David 'Patch' Patchell-Evans is a Canadian entrepreneur and business executive. He is best known as the founder and Chairman of GoodLife Fitness.

== Early life and education ==
Patch began studying at the University of Western Ontario in 1973. He graduated in 1977 with an Honours degree in physical education and a minor in Business.

== Career ==

=== Early career and GoodLife Fitness ===
Two weeks after beginning his university studies, Patch was involved in a serious motorcycle accident that caused multiple injuries to his upper body. During eight-month rehabilitation process, he would become increasingly interested in the role physical fitness plays in injury recovery and prevention.

Using funds from his snow plowing business, he purchased a small fitness club in London, Ontario in 1979. This 200-square-meter facility would go on to become the first-ever GoodLife Fitness Club.

By 2023, GoodLife Fitness became the largest fitness club chain in Canada and the fourth largest in the world.

=== Expansion and partnerships ===
Under Patch's leadership as CEO, the GoodLife group of clubs would grow to include GoodLife Fitness, Fit4Less, Éconofitness and Oxygen Yoga & Fitness.

In 1993, Patch established canfitpro,.

Patch also owns CityFitness, the largest fitness club chain in New Zealand. He is also a significant partner in REVO Fitness in Australia, and AyrFit in Alberta, Canada.

Patch has partnered with George Foreman III to expand its presence across the United States.

== Philanthropy ==

=== GoodLife Kids Foundation ===
In 1998, Patch founded the GoodLife Kids Foundation to help give Canadian kids with special needs the opportunity to live fit and healthy lives. GoodLife Kids Foundation has reached more than 260,000 kids and youth across Canada with supports for physical activity. Since 2018, the organization has focused on providing physical activity opportunities for kids and youth with autism and intellectual disabilities.

Today, the MOVE by GoodLife Kids Program delivers regular virtual workouts to kids and youth with autism and intellectual disabilities, as well as their families. As of 2023, the program is also offered in person at Janus Academy in Calgary, Alberta, and more recently at high schools in Brampton and Mississauga, Ontario, with plans to introduce in-person options at GoodLife Fitness Clubs.

=== Supporting autism research ===
Patch has donated more than $11 million to autism research leading to important strides and collaborations, most notably with the Karolinska Institute in Sweden.

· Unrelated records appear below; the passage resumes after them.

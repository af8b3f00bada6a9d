use std::collections::HashSet;

use axum::{
    Extension, Json,
    extract::{Path, State},
    http::StatusCode,
    response::IntoResponse,
};
use tracing::debug;
use uuid::Uuid;

use reclaim_db::Database;
use reclaim_db::models::{MessageRow, ThreadMessageRow};
use reclaim_types::api::{
    MessageResponse, SendMessageRequest, Success, ThreadItemRef, ThreadResponse, UserRef,
};
use reclaim_types::models::Principal;

use crate::auth::AppState;
use crate::blocking;
use crate::error::{ApiError, ApiResult};
use crate::{parse_ts, parse_uuid};

// -- Handlers --

pub async fn send(
    State(state): State<AppState>,
    Extension(principal): Extension<Principal>,
    Json(req): Json<SendMessageRequest>,
) -> Result<impl IntoResponse, ApiError> {
    let db = state.clone();
    let message = blocking(move || send_message(&db.db, &principal, req)).await?;
    Ok((StatusCode::CREATED, Json(Success::new(message))))
}

pub async fn conversation(
    State(state): State<AppState>,
    Extension(principal): Extension<Principal>,
    Path((item_id, other_user_id)): Path<(Uuid, Uuid)>,
) -> Result<impl IntoResponse, ApiError> {
    let db = state.clone();
    let messages =
        blocking(move || get_conversation(&db.db, &principal, item_id, other_user_id)).await?;
    Ok(Json(Success::new(messages)))
}

pub async fn threads(
    State(state): State<AppState>,
    Extension(principal): Extension<Principal>,
) -> Result<impl IntoResponse, ApiError> {
    let db = state.clone();
    let threads = blocking(move || list_threads(&db.db, &principal)).await?;
    Ok(Json(Success::new(threads)))
}

// -- Operations --

pub fn send_message(
    db: &Database,
    principal: &Principal,
    req: SendMessageRequest,
) -> ApiResult<MessageResponse> {
    if req.receiver_id == principal.id {
        return Err(ApiError::validation("You cannot message yourself"));
    }
    let text = req.text.trim();
    if text.is_empty() {
        return Err(ApiError::validation("Please add a message text"));
    }

    let id = Uuid::new_v4();
    db.insert_message(
        &id.to_string(),
        &req.item_id.to_string(),
        &principal.id.to_string(),
        &req.receiver_id.to_string(),
        text,
    )?;

    debug!(
        "Message sent from {} to {} for item {}",
        principal.id, req.receiver_id, req.item_id
    );

    let row = db
        .message_by_id(&id.to_string())?
        .ok_or_else(|| ApiError::Internal(anyhow::anyhow!("message vanished after insert")))?;
    Ok(message_response(row))
}

/// The (item, pair) conversation, oldest first. Reading it marks every
/// message addressed to the caller as read, so the returned rows already
/// carry the flipped flag and a second call is a no-op. A caller who is not
/// one of the two participants just gets an empty list.
pub fn get_conversation(
    db: &Database,
    principal: &Principal,
    item_id: Uuid,
    other_user_id: Uuid,
) -> ApiResult<Vec<MessageResponse>> {
    let item = item_id.to_string();
    let me = principal.id.to_string();
    let other = other_user_id.to_string();

    db.mark_conversation_read(&item, &other, &me)?;

    let rows = db.conversation(&item, &me, &other)?;
    debug!(
        "Fetched {} messages between {} and {} for item {}",
        rows.len(),
        me,
        other,
        item
    );

    Ok(rows.into_iter().map(message_response).collect())
}

/// Inbox view: one entry per (item, counterpart) pair, newest first.
pub fn list_threads(db: &Database, principal: &Principal) -> ApiResult<Vec<ThreadResponse>> {
    let rows = db.messages_touching(&principal.id.to_string())?;
    let threads = collapse_threads(rows, &principal.id.to_string());
    debug!("Fetched {} chat threads for user {}", threads.len(), principal.id);
    Ok(threads)
}

/// Ordered fold over a time-descending message list: the first message seen
/// for a (item, counterpart) key is the most recent one and becomes the
/// thread's preview; everything after it for that key is dropped. `unread`
/// therefore reflects only the latest message, never a count.
fn collapse_threads(rows: Vec<ThreadMessageRow>, me: &str) -> Vec<ThreadResponse> {
    let mut seen: HashSet<(String, String)> = HashSet::new();
    let mut threads = Vec::new();

    for row in rows {
        let (other_id, other_name, other_username) = if row.sender_id == me {
            (&row.receiver_id, &row.receiver_name, &row.receiver_username)
        } else {
            (&row.sender_id, &row.sender_name, &row.sender_username)
        };

        if !seen.insert((row.item_id.clone(), other_id.clone())) {
            continue;
        }

        threads.push(ThreadResponse {
            item: ThreadItemRef {
                id: parse_uuid(&row.item_id, "thread item"),
                title: row.item_title.clone(),
            },
            other_user: UserRef {
                id: parse_uuid(other_id, "thread counterpart"),
                name: other_name.clone(),
                username: other_username.clone(),
            },
            last_message: row.text,
            timestamp: parse_ts(&row.created_at, "thread message"),
            unread: !row.read && row.receiver_id == me,
        });
    }

    threads
}

fn message_response(row: MessageRow) -> MessageResponse {
    MessageResponse {
        id: parse_uuid(&row.id, "message"),
        item_id: parse_uuid(&row.item_id, "message item"),
        sender_id: parse_uuid(&row.sender_id, "message sender"),
        receiver_id: parse_uuid(&row.receiver_id, "message receiver"),
        text: row.text,
        read: row.read,
        created_at: parse_ts(&row.created_at, "message"),
    }
}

In 2016, Patch pledged $5 million to help build the GoodLife Fitness Autism Hub in Richmond, BC. The knowledge centre incorporates state of the art resources for research, information, learning, assessment, treatment and support addressing the lifespan needs of individuals with autism spectrum disorder and their families.

In 2007, Patch was recognized with the Canadian Medical Association Medal of Honour (now called the Owen Adams Medal of Honour) – the highest honour given outside the medical profession in Canada – for his support of autism research and education.

== Recognition ==
- In 2012, Patch was awarded with an honorary Doctor of Laws degree from the University of Western Ontario. This degree acknowledged his achievements as a fitness entrepreneur, as well as a community leader and supporter of autism research.
- Patch has been recognized as Canadian Venture Capital and Private Equity Association's Entrepreneur of the Year, as well as Canadian Business Magazine's Most Innovative CEO, and Ernst & Yonge's Entrepreneur of the Year.
- In 2015, GoodLife Fitness was recognized as one of Canada's Top 10 Corporate Cultures. In the same year, Patch was named Canada's Most Admired CEO – the first and only time a CEO and his company have received the award in the same year.
- Patch was selected for the 2019 Ontario Chamber of Commerce Lifetime Achievement Award, which is given to a proven achiever and strong contributor to Ontario's economy.
- In 2021, Patch was inducted into the Canadian Business Hall of Fame, joining 200 other notable and accomplished business leaders in Canada.